BEGIN

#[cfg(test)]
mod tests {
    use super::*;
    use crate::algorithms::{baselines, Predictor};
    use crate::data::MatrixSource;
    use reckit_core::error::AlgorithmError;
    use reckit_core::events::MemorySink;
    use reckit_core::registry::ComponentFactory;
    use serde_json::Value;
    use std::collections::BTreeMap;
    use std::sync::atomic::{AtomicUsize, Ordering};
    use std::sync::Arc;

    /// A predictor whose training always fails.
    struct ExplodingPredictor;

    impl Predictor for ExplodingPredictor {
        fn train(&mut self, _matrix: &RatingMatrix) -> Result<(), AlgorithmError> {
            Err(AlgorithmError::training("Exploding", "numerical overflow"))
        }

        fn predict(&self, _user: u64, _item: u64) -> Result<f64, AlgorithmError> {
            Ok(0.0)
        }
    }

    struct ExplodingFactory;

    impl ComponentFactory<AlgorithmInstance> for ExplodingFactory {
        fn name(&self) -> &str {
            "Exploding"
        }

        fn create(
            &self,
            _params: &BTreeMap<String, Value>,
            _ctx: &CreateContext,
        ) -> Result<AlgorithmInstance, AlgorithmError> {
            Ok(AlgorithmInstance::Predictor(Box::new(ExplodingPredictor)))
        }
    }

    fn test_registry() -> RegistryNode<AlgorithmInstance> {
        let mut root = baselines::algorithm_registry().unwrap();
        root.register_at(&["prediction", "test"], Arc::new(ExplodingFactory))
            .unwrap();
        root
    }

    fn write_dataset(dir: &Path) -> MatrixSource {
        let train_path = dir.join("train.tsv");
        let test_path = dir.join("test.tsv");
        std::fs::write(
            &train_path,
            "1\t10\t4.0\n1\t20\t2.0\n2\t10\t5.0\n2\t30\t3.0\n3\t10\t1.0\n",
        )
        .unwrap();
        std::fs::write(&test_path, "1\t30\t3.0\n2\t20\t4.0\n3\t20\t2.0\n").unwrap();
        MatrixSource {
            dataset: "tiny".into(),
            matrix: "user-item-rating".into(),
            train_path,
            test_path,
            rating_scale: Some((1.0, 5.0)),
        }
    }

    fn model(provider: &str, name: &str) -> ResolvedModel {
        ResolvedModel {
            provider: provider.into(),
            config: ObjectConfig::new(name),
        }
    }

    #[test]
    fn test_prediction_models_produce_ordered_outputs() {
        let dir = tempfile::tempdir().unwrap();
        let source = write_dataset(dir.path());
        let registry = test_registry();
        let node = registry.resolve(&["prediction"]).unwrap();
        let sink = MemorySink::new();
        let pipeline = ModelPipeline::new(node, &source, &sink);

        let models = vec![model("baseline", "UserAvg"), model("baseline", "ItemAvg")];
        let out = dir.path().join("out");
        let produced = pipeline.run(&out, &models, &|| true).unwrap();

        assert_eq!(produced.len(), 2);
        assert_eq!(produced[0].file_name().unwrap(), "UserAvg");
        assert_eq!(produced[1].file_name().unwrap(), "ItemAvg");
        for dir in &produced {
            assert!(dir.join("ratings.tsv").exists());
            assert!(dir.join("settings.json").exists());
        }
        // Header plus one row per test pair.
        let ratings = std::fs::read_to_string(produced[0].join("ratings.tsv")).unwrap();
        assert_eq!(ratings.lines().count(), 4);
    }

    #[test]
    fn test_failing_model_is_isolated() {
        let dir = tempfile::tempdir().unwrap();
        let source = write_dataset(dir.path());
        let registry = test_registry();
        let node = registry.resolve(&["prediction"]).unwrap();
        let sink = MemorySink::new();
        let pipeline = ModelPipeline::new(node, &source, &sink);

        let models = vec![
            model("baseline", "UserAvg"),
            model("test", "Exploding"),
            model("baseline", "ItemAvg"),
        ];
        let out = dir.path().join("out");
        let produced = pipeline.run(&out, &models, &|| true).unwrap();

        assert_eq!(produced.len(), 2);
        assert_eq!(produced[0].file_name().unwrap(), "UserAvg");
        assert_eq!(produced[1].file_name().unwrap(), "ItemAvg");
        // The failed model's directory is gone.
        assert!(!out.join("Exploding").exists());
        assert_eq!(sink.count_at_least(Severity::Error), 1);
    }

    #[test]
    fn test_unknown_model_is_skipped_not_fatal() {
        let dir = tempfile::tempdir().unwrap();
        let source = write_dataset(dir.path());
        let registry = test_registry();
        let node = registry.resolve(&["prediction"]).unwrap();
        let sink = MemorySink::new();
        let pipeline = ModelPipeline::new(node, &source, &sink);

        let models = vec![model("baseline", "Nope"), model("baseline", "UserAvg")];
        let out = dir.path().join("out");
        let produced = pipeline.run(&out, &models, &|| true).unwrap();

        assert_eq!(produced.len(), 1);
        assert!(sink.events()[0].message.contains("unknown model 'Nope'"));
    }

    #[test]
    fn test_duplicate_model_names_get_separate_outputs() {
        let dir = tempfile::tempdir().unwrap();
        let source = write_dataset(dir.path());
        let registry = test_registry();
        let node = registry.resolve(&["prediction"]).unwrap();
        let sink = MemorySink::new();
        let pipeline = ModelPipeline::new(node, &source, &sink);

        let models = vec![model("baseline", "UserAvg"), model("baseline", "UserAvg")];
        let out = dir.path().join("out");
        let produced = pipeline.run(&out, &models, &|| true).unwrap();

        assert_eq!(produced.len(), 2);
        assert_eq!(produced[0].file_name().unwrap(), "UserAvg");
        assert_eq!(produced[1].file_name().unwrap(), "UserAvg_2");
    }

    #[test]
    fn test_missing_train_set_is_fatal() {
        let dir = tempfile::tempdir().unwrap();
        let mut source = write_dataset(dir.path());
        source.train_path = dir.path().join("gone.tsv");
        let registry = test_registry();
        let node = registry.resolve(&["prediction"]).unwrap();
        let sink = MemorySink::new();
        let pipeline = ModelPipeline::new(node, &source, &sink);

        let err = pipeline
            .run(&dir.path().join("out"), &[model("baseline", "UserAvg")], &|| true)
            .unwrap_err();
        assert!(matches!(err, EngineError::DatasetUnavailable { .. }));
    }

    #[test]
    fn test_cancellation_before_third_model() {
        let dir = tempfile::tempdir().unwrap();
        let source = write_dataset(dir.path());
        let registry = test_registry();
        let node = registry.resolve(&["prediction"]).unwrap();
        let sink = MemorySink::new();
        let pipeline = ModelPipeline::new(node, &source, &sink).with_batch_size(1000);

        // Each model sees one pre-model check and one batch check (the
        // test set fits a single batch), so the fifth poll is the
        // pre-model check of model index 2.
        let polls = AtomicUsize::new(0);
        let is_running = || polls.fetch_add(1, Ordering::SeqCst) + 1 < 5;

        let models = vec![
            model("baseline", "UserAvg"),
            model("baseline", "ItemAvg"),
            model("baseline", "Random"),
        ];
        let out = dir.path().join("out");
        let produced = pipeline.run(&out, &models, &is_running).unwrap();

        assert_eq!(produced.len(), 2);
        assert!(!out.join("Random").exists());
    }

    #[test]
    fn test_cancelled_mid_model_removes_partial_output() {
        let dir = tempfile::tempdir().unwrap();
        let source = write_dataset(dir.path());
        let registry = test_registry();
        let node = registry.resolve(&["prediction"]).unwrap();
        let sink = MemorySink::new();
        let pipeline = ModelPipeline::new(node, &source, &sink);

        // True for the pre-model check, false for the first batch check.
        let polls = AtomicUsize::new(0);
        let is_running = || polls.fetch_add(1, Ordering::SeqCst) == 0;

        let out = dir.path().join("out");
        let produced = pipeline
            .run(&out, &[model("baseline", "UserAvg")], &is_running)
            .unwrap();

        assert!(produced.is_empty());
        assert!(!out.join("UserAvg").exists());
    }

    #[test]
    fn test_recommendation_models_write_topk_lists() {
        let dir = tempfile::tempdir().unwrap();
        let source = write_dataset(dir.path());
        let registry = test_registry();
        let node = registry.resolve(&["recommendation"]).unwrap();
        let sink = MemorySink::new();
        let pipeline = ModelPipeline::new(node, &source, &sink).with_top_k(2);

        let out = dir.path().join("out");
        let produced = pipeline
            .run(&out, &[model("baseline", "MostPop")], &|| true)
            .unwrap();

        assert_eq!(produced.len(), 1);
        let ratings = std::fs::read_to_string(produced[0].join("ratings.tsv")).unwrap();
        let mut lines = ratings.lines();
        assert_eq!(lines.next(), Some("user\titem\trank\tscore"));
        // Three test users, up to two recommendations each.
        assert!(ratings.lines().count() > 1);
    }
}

END
BEGIN

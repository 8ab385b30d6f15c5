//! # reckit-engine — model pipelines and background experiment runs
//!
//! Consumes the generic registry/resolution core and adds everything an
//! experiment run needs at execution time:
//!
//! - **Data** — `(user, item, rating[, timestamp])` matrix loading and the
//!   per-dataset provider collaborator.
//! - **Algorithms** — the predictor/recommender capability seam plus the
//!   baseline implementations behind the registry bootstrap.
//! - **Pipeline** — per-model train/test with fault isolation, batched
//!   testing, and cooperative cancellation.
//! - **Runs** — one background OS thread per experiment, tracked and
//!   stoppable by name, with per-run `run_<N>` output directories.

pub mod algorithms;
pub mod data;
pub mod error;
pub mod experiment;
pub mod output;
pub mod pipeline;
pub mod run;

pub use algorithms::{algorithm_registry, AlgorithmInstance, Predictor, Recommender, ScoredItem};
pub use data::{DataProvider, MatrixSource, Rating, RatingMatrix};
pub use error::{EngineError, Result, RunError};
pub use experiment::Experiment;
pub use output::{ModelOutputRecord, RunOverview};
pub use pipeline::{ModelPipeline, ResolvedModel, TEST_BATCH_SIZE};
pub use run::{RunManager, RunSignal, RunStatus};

END
BEGIN

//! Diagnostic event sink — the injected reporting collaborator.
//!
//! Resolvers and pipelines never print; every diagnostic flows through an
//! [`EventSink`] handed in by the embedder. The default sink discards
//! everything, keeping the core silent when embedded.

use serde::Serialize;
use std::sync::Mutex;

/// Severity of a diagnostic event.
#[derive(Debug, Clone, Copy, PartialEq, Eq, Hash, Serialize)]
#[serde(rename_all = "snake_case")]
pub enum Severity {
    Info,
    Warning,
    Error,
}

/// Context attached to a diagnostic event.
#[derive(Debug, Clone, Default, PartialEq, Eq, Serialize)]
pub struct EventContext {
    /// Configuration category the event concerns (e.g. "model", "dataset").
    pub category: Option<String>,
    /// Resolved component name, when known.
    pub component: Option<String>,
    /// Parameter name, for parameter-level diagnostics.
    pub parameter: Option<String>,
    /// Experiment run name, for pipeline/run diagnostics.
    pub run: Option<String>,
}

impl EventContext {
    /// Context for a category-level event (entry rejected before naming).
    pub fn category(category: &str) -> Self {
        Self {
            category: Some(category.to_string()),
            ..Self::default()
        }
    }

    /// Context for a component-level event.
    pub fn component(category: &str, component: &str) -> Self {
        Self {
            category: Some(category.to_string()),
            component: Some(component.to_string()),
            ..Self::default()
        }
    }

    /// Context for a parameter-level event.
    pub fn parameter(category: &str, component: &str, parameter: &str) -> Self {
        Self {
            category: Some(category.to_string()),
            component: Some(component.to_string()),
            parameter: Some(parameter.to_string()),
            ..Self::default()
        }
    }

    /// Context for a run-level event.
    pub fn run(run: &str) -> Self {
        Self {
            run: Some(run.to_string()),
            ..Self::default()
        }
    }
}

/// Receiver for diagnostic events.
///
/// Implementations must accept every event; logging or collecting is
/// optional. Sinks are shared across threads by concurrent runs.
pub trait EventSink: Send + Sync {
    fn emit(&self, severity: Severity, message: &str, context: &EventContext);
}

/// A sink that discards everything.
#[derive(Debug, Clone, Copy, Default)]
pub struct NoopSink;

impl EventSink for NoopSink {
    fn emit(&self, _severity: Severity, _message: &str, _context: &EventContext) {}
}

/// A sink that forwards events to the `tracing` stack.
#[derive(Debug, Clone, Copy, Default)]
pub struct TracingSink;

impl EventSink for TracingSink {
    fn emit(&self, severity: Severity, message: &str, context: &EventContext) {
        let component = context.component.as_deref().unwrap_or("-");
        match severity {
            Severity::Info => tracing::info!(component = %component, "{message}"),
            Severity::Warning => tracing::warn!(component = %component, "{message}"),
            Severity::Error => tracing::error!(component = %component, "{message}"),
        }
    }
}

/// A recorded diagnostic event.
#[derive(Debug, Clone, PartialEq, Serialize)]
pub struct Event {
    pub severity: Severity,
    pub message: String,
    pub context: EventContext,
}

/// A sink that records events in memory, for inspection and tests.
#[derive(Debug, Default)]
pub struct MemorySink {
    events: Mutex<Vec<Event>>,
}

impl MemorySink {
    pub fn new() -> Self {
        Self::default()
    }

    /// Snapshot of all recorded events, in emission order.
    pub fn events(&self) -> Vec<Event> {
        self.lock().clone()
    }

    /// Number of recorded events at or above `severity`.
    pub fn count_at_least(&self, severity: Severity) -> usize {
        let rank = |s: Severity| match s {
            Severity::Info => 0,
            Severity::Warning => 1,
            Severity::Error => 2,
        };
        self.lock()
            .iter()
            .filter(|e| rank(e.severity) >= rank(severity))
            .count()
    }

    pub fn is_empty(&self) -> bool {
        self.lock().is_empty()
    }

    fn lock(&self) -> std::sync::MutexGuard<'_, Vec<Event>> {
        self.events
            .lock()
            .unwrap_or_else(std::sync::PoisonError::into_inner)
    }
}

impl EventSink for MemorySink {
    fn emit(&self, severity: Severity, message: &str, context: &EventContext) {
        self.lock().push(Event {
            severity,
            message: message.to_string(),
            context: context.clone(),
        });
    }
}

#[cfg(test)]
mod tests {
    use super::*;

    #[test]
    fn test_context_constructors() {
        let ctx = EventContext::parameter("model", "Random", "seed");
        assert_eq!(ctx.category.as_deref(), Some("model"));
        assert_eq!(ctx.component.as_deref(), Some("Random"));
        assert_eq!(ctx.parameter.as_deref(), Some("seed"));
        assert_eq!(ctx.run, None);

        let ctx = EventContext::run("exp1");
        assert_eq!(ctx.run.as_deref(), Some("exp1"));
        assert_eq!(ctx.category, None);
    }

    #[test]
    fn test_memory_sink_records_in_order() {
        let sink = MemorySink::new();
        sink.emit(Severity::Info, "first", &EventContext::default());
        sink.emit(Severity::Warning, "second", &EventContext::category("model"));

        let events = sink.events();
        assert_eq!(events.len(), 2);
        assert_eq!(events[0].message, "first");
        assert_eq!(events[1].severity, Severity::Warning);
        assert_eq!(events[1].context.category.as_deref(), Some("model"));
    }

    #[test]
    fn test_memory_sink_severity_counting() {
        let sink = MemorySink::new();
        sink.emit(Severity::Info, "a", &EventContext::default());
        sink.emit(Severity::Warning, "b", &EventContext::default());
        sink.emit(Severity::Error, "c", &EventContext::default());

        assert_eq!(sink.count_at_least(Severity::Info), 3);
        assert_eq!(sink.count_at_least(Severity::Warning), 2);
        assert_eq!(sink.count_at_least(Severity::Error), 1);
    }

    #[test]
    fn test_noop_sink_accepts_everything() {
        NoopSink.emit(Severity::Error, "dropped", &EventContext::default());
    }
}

END

Exercise details
Please return all lines in the material above that include the word "MatrixSource".

Reply
    use crate::data::MatrixSource;
    fn write_dataset(dir: &Path) -> MatrixSource {
        MatrixSource {
pub use data::{DataProvider, MatrixSource, Rating, RatingMatrix};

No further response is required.